Jenny Lay-Flurrie, Chief Accessibility Officer at Microsoft, delivered the keynote address to kick off the 2017 Harkin Summit. Lay-Flurrie, who is deaf, has an extensive career in advocacy for people with disabilities, and has fulfilled a number of roles at Microsoft including Chair of the Disability Employee Resource Group a Microsoft, Senior Director of Accessibility, Online Safety and privacy, Senior Director of Accessibility Customer Experience, and Senior Director AdCenter Service and Support.

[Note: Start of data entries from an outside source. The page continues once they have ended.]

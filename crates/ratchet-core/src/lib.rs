//! Core types and trait definitions for the ratchet learning core.
//!
//! This crate is deliberately free of HTTP and database dependencies.
//! The engine, the SQLite backend and the API all depend on it.

// We intentionally use native `async fn` in traits (stabilised in Rust 1.75).
// Suppress the advisory lint about `Send` bounds on the returned futures.
#![allow(async_fn_in_trait)]

pub mod artifact;
pub mod config;
pub mod error;
pub mod execution;
pub mod knowledge;
pub mod pattern;
pub mod rule;
pub mod scope;
pub mod store;

pub use error::{Error, Result};
pub use scope::Scope;
//! Pack index (`.idx` version 2).
//!
//! Layout: magic `\xff t O c`, version, 256-bucket fan-out of cumulative
//! counts, the sorted id table, a parallel CRC32 table over raw entry bytes,
//! 31-bit offsets with an escape into a 64-bit table for huge packs, then
//! the pack checksum and the index's own trailing checksum.
//!
//! Built once when a pack is written and read-only afterwards; a rebuild
//! regenerates the file wholesale, never patches it.

use std::path::Path;

use grit_hash::{HashAlgorithm, Hasher};
use grit_types::ObjectId;

use crate::error::{PackError, PackResult};

const IDX_MAGIC: [u8; 4] = [0xff, 0x74, 0x4f, 0x63];
const IDX_VERSION: u32 = 2;

/// Offsets at or above this bit go through the large-offset table.
const LARGE_OFFSET_FLAG: u32 = 0x8000_0000;

/// Sorted table mapping object ids to pack byte offsets.
#[derive(Clone, Debug)]
pub struct PackIndex {
    fan_out: [u32; 256],
    ids: Vec<ObjectId>,
    crc32s: Vec<u32>,
    offsets: Vec<u64>,
    pack_checksum: Vec<u8>,
    algorithm: HashAlgorithm,
}

impl PackIndex {
    /// Build an index from `(id, crc32, offset)` entries and the pack's
    /// trailing checksum.
    pub fn build(
        mut entries: Vec<(ObjectId, u32, u64)>,
        pack_checksum: Vec<u8>,
        algorithm: HashAlgorithm,
    ) -> Self {
        entries.sort_by(|a, b| a.0.cmp(&b.0));

        let mut fan_out = [0u32; 256];
        let mut ids = Vec::with_capacity(entries.len());
        let mut crc32s = Vec::with_capacity(entries.len());
        let mut offsets = Vec::with_capacity(entries.len());

        for (id, crc, offset) in &entries {
            fan_out[id.first_byte() as usize] += 1;
            ids.push(*id);
            crc32s.push(*crc);
            offsets.push(*offset);
        }
        // Make the counts cumulative.
        for i in 1..256 {
            fan_out[i] += fan_out[i - 1];
        }

        Self {
            fan_out,
            ids,
            crc32s,
            offsets,
            pack_checksum,
            algorithm,
        }
    }

    /// Total object count.
    pub fn object_count(&self) -> usize {
        self.ids.len()
    }

    /// The checksum of the pack this index describes.
    pub fn pack_checksum(&self) -> &[u8] {
        &self.pack_checksum
    }

    /// The digest algorithm of the id table.
    pub fn algorithm(&self) -> HashAlgorithm {
        self.algorithm
    }

    /// The id at sorted position `i`.
    pub fn oid_at(&self, i: usize) -> ObjectId {
        self.ids[i]
    }

    /// The pack offset at sorted position `i`.
    pub fn offset_at(&self, i: usize) -> u64 {
        self.offsets[i]
    }

    /// Iterate `(id, crc32, offset)` in id order.
    pub fn entries(&self) -> impl Iterator<Item = (ObjectId, u32, u64)> + '_ {
        (0..self.ids.len()).map(|i| (self.ids[i], self.crc32s[i], self.offsets[i]))
    }

    fn bucket_range(&self, first_byte: u8) -> (usize, usize) {
        let end = self.fan_out[first_byte as usize] as usize;
        let start = if first_byte == 0 {
            0
        } else {
            self.fan_out[first_byte as usize - 1] as usize
        };
        (start, end)
    }

    /// Look up an object's `(offset, crc32)` by id.
    ///
    /// Fan-out bucket first, then binary search within it -- bounded by ~20
    /// comparisons even for multi-million-object packs.
    pub fn lookup(&self, id: &ObjectId) -> Option<(u64, u32)> {
        let (start, end) = self.bucket_range(id.first_byte());
        let bucket = &self.ids[start..end];
        match bucket.binary_search(id) {
            Ok(pos) => {
                let i = start + pos;
                Some((self.offsets[i], self.crc32s[i]))
            }
            Err(_) => None,
        }
    }

    /// Check if an object exists.
    pub fn contains(&self, id: &ObjectId) -> bool {
        self.lookup(id).is_some()
    }

    /// Collect every `(id, offset)` whose hex form starts with `prefix`.
    pub fn lookup_prefix(&self, prefix: &str) -> Vec<(ObjectId, u64)> {
        if !prefix.bytes().all(|b| b.is_ascii_hexdigit()) {
            return Vec::new();
        }
        // Narrow to the fan-out buckets the first two nibbles allow.
        let (lo, hi) = match prefix.len() {
            0 => (0u8, 0xffu8),
            1 => {
                let n = u8::from_str_radix(&prefix[..1], 16).unwrap_or(0);
                (n << 4, (n << 4) | 0x0f)
            }
            _ => {
                let b = u8::from_str_radix(&prefix[..2], 16).unwrap_or(0);
                (b, b)
            }
        };

        let start = self.bucket_range(lo).0;
        let end = self.bucket_range(hi).1;
        self.ids[start..end]
            .iter()
            .enumerate()
            .filter(|(_, id)| id.matches_hex_prefix(prefix))
            .map(|(i, id)| (*id, self.offsets[start + i]))
            .collect()
    }

    /// Serialize to the on-disk index format.
    pub fn to_bytes(&self) -> PackResult<Vec<u8>> {
        let mut buf = Vec::new();
        buf.extend_from_slice(&IDX_MAGIC);
        buf.extend_from_slice(&IDX_VERSION.to_be_bytes());
        for &count in &self.fan_out {
            buf.extend_from_slice(&count.to_be_bytes());
        }
        for id in &self.ids {
            buf.extend_from_slice(id.as_bytes());
        }
        for &crc in &self.crc32s {
            buf.extend_from_slice(&crc.to_be_bytes());
        }

        let mut large = Vec::new();
        for &offset in &self.offsets {
            if offset < LARGE_OFFSET_FLAG as u64 {
                buf.extend_from_slice(&(offset as u32).to_be_bytes());
            } else {
                let slot = LARGE_OFFSET_FLAG | large.len() as u32;
                buf.extend_from_slice(&slot.to_be_bytes());
                large.push(offset);
            }
        }
        for offset in large {
            buf.extend_from_slice(&offset.to_be_bytes());
        }

        buf.extend_from_slice(&self.pack_checksum);

        let mut hasher = Hasher::new(self.algorithm);
        hasher.update(&buf);
        let trailer = hasher.finalize()?;
        buf.extend_from_slice(trailer.as_bytes());
        Ok(buf)
    }

    /// Parse the on-disk index format.
    ///
    /// The trailing checksum is verified; a mismatch is corruption, never
    /// ignored.
    pub fn from_bytes(data: &[u8], algorithm: HashAlgorithm) -> PackResult<Self> {
        let oid_len = algorithm.raw_len();
        if data.len() < 8 + 256 * 4 + 2 * oid_len {
            return Err(PackError::IndexCorrupted("file too short".into()));
        }
        if data[..4] != IDX_MAGIC {
            return Err(PackError::InvalidMagic {
                file: "pack index",
                expected: "\\xfftOc",
            });
        }
        let version = u32::from_be_bytes(data[4..8].try_into().expect("sliced to 4 bytes"));
        if version != IDX_VERSION {
            return Err(PackError::UnsupportedVersion {
                file: "pack index",
                version,
            });
        }

        let mut hasher = Hasher::new(algorithm);
        hasher.update(&data[..data.len() - oid_len]);
        let computed = hasher.finalize()?;
        if computed.as_bytes() != &data[data.len() - oid_len..] {
            return Err(PackError::ChecksumMismatch);
        }

        let mut pos = 8;
        let mut fan_out = [0u32; 256];
        for entry in &mut fan_out {
            *entry = u32::from_be_bytes(data[pos..pos + 4].try_into().expect("sliced to 4 bytes"));
            pos += 4;
        }
        if fan_out.windows(2).any(|w| w[0] > w[1]) {
            return Err(PackError::IndexCorrupted("fan-out not monotonic".into()));
        }

        let count = fan_out[255] as usize;
        let fixed = count * oid_len + count * 4 + count * 4 + 2 * oid_len;
        if data.len() < pos + fixed {
            return Err(PackError::IndexCorrupted("tables truncated".into()));
        }

        let mut ids = Vec::with_capacity(count);
        for _ in 0..count {
            let id = ObjectId::from_raw(&data[pos..pos + oid_len])
                .map_err(|e| PackError::IndexCorrupted(e.to_string()))?;
            ids.push(id);
            pos += oid_len;
        }
        if ids.windows(2).any(|w| w[0] >= w[1]) {
            return Err(PackError::IndexCorrupted("id table not sorted".into()));
        }

        let mut crc32s = Vec::with_capacity(count);
        for _ in 0..count {
            crc32s.push(u32::from_be_bytes(
                data[pos..pos + 4].try_into().expect("sliced to 4 bytes"),
            ));
            pos += 4;
        }

        let mut raw_offsets = Vec::with_capacity(count);
        for _ in 0..count {
            raw_offsets.push(u32::from_be_bytes(
                data[pos..pos + 4].try_into().expect("sliced to 4 bytes"),
            ));
            pos += 4;
        }

        let large_count = raw_offsets
            .iter()
            .filter(|&&o| o & LARGE_OFFSET_FLAG != 0)
            .count();
        let large_end = pos + large_count * 8;
        if data.len() < large_end + 2 * oid_len {
            return Err(PackError::IndexCorrupted(
                "large offset table truncated".into(),
            ));
        }
        let mut large = Vec::with_capacity(large_count);
        for _ in 0..large_count {
            large.push(u64::from_be_bytes(
                data[pos..pos + 8].try_into().expect("sliced to 8 bytes"),
            ));
            pos += 8;
        }

        let mut offsets = Vec::with_capacity(count);
        for raw in raw_offsets {
            if raw & LARGE_OFFSET_FLAG != 0 {
                let slot = (raw & !LARGE_OFFSET_FLAG) as usize;
                let offset = *large.get(slot).ok_or_else(|| {
                    PackError::IndexCorrupted("large offset slot out of range".into())
                })?;
                offsets.push(offset);
            } else {
                offsets.push(raw as u64);
            }
        }

        let pack_checksum = data[pos..pos + oid_len].to_vec();

        Ok(Self {
            fan_out,
            ids,
            crc32s,
            offsets,
            pack_checksum,
            algorithm,
        })
    }

    /// Read and parse an index file.
    pub fn open(path: &Path, algorithm: HashAlgorithm) -> PackResult<Self> {
        let data = std::fs::read(path).map_err(PackError::io("read", path))?;
        Self::from_bytes(&data, algorithm)
    }
}

#[cfg(test)]
mod tests {
    use super::*;

    fn make_ids(n: usize) -> Vec<ObjectId> {
        (0..n)
            .map(|i| {
                let mut digest = [0u8; 20];
                digest[0] = (i % 256) as u8;
                digest[1] = (i / 256) as u8;
                digest[19] = 0x99;
                ObjectId::from_sha1(digest)
            })
            .collect()
    }

    fn checksum() -> Vec<u8> {
        vec![0xcd; 20]
    }

    #[test]
    fn build_empty() {
        let idx = PackIndex::build(vec![], checksum(), HashAlgorithm::Sha1);
        assert_eq!(idx.object_count(), 0);
        assert!(idx.fan_out.iter().all(|&c| c == 0));
    }

    #[test]
    fn lookup_every_inserted_id() {
        let ids = make_ids(300);
        let entries: Vec<_> = ids
            .iter()
            .enumerate()
            .map(|(i, id)| (*id, i as u32, 12 + (i as u64) * 40))
            .collect();
        let idx = PackIndex::build(entries, checksum(), HashAlgorithm::Sha1);

        for (i, id) in ids.iter().enumerate() {
            let (offset, crc) = idx.lookup(id).expect("inserted id must resolve");
            assert_eq!(offset, 12 + (i as u64) * 40);
            assert_eq!(crc, i as u32);
        }
    }

    #[test]
    fn lookup_missing_is_none() {
        let ids = make_ids(50);
        let entries: Vec<_> = ids.iter().map(|id| (*id, 0, 0)).collect();
        let idx = PackIndex::build(entries, checksum(), HashAlgorithm::Sha1);

        let mut missing = [0u8; 20];
        missing[0] = 0x03;
        missing[19] = 0x42;
        assert!(idx.lookup(&ObjectId::from_sha1(missing)).is_none());
    }

    #[test]
    fn serialization_roundtrip() {
        let ids = make_ids(40);
        let entries: Vec<_> = ids
            .iter()
            .enumerate()
            .map(|(i, id)| (*id, (i * 7) as u32, (i * 50) as u64))
            .collect();
        let idx = PackIndex::build(entries, checksum(), HashAlgorithm::Sha1);

        let bytes = idx.to_bytes().unwrap();
        let idx2 = PackIndex::from_bytes(&bytes, HashAlgorithm::Sha1).unwrap();

        assert_eq!(idx2.object_count(), idx.object_count());
        assert_eq!(idx2.pack_checksum(), idx.pack_checksum());
        for id in &ids {
            assert_eq!(idx.lookup(id), idx2.lookup(id));
        }
    }

    #[test]
    fn large_offsets_roundtrip() {
        let ids = make_ids(3);
        let entries = vec![
            (ids[0], 1, 12),
            (ids[1], 2, (LARGE_OFFSET_FLAG as u64) + 17),
            (ids[2], 3, u64::MAX / 2),
        ];
        let idx = PackIndex::build(entries, checksum(), HashAlgorithm::Sha1);
        let bytes = idx.to_bytes().unwrap();
        let idx2 = PackIndex::from_bytes(&bytes, HashAlgorithm::Sha1).unwrap();

        assert_eq!(idx2.lookup(&ids[1]).unwrap().0, (LARGE_OFFSET_FLAG as u64) + 17);
        assert_eq!(idx2.lookup(&ids[2]).unwrap().0, u64::MAX / 2);
    }

    #[test]
    fn corrupted_trailer_is_rejected() {
        let ids = make_ids(5);
        let entries: Vec<_> = ids.iter().map(|id| (*id, 0, 12)).collect();
        let idx = PackIndex::build(entries, checksum(), HashAlgorithm::Sha1);
        let mut bytes = idx.to_bytes().unwrap();
        let last = bytes.len() - 1;
        bytes[last] ^= 0xff;

        assert!(matches!(
            PackIndex::from_bytes(&bytes, HashAlgorithm::Sha1),
            Err(PackError::ChecksumMismatch)
        ));
    }

    #[test]
    fn bad_magic_is_rejected() {
        let err = PackIndex::from_bytes(&vec![0u8; 2048], HashAlgorithm::Sha1).unwrap_err();
        assert!(matches!(err, PackError::InvalidMagic { .. }));
    }

    #[test]
    fn truncated_file_is_rejected() {
        let err = PackIndex::from_bytes(&IDX_MAGIC, HashAlgorithm::Sha1).unwrap_err();
        assert!(matches!(err, PackError::IndexCorrupted(_)));
    }

    #[test]
    fn prefix_lookup_narrows_and_matches() {
        let ids = make_ids(600);
        let entries: Vec<_> = ids
            .iter()
            .enumerate()
            .map(|(i, id)| (*id, 0, i as u64))
            .collect();
        let idx = PackIndex::build(entries, checksum(), HashAlgorithm::Sha1);

        // ids with first byte 0x05 exist at i = 5 and i = 261 (5 + 256).
        let matches = idx.lookup_prefix("05");
        assert_eq!(matches.len(), 2);
        assert!(matches.iter().all(|(id, _)| id.first_byte() == 0x05));

        let full = ids[5].to_hex();
        let exact = idx.lookup_prefix(&full);
        assert_eq!(exact.len(), 1);
        assert_eq!(exact[0].0, ids[5]);
    }

    #[test]
    fn prefix_lookup_single_nibble() {
        let ids = make_ids(32);
        let entries: Vec<_> = ids.iter().map(|id| (*id, 0, 1)).collect();
        let idx = PackIndex::build(entries, checksum(), HashAlgorithm::Sha1);

        let matches = idx.lookup_prefix("0");
        assert_eq!(matches.len(), 16);
    }

    #[test]
    fn disk_roundtrip() {
        let dir = tempfile::tempdir().unwrap();
        let path = dir.path().join("test.idx");
        let ids = make_ids(10);
        let entries: Vec<_> = ids.iter().map(|id| (*id, 9, 99)).collect();
        let idx = PackIndex::build(entries, checksum(), HashAlgorithm::Sha1);
        std::fs::write(&path, idx.to_bytes().unwrap()).unwrap();

        let loaded = PackIndex::open(&path, HashAlgorithm::Sha1).unwrap();
        assert_eq!(loaded.object_count(), 10);
        assert!(loaded.contains(&ids[3]));
    }
}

In her various roles at Microsoft, she has developed programs to improve inclusive hiring practices, including a training program for people with autism.
Lay-Flurrie discussed the importance of weaving those with disabilities into the work environment. “How do you talk and build accessible products if you don’t have disability in the fabric of your culture?” Lay-Flurrie said that incorporating those individuals with disabilities into the work the organization does is vital to improving the overall inclusive atmosphere of the company. Progress cannot be made without incorporating these individuals into the decision-making processes.
The conversation specifically addressed the importance of the technology sector in improving employment outlooks for individuals with disabilities. “With the power of technology, we can empower and hopefully change the unemployment rate,” she said. In a fast-moving sector that continues to grow and shape our everyday lives, she believes it is vitally important that we include individuals with disabilities in its development, both for the betterment of the industry and for the welfare of individuals with disabilities.
Lay-Flurrie also encouraged full-scale, complete accessibility assessment and overhaul for companies, from hiring practices to websites. “If you don’t know if your website is accessible,” she explained, “it’s not.” She explained the importance of large-scale inclusive practices that incorporate the voices of individuals with disabilities in the planning process.